What is needed
In the records that follow, the lines from the one containing "pub fn new()" to the one containing "pub fn record(&mut", inclusive, are to be given again exactly.

Records provided
______________________________
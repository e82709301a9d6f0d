//! Run-local record of failures already reported.

use qape_runner_api::{Scenario, ScenarioError, Step};

/// One processed failure.
#[derive(Debug, Clone, PartialEq)]
pub struct FailureRecord {
    pub scenario: Scenario,
    pub errors: Vec<ScenarioError>,
}

/// Append-only store of failures processed during this run.
///
/// Lookup is a linear scan by structural scenario equality; failure counts
/// per run are small, and the store lives exactly as long as the process.
/// There is no removal.
#[derive(Debug, Default)]
pub struct ReportedFailures {
    records: Vec<FailureRecord>,
}

impl ReportedFailures {
    /// Create an empty store.
    pub fn new() -> Self {
        Self::default()
    }

    /// Whether a structurally-equal scenario was already recorded.
    pub fn has_seen(&self, scenario: &[Step]) -> bool {
        self.records
            .iter()
            .any(|record| record.scenario.as_slice() == scenario)
    }

    /// Record a failure as processed.
    pub fn record(&mut self, scenario: Scenario, errors: Vec<ScenarioError>) {
        self.records.push(FailureRecord { scenario, errors });
    }

    /// Number of failures recorded so far.
    pub fn len(&self) -> usize {
        self.records.len()
    }

    /// Whether nothing was recorded yet.
    pub fn is_empty(&self) -> bool {
        self.records.is_empty()
    }
}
______________________________
Task result
    pub fn new() -> Self {
        Self::default()
    }

    /// Whether a structurally-equal scenario was already recorded.
    pub fn has_seen(&self, scenario: &[Step]) -> bool {
        self.records
            .iter()
            .any(|record| record.scenario.as_slice() == scenario)
    }

    /// Record a failure as processed.
    pub fn record(&mut self, scenario: Scenario, errors: Vec<ScenarioError>) {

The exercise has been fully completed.